TASK TO COMPLETE | Wherever a line of the records contains "String", copy that line.

[Dataset entries]
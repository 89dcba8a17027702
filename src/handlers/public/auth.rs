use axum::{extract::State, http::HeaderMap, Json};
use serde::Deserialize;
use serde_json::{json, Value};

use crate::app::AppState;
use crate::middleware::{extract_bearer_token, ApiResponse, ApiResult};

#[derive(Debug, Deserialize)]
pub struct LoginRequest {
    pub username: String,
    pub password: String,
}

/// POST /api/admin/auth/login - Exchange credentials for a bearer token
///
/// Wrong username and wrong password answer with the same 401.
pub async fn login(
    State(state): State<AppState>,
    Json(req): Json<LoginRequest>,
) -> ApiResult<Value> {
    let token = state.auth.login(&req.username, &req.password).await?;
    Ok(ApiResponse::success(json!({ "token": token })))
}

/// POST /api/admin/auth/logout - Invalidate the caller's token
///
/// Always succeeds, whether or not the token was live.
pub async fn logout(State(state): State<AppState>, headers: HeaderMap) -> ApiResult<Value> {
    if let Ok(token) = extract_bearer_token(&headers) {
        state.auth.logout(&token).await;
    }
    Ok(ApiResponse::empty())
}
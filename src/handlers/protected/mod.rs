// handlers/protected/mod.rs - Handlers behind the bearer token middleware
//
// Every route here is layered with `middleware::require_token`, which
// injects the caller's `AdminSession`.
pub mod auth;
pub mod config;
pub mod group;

RESPONSE FOR THIS EXERCISE |
    pub username: String,
    pub password: String,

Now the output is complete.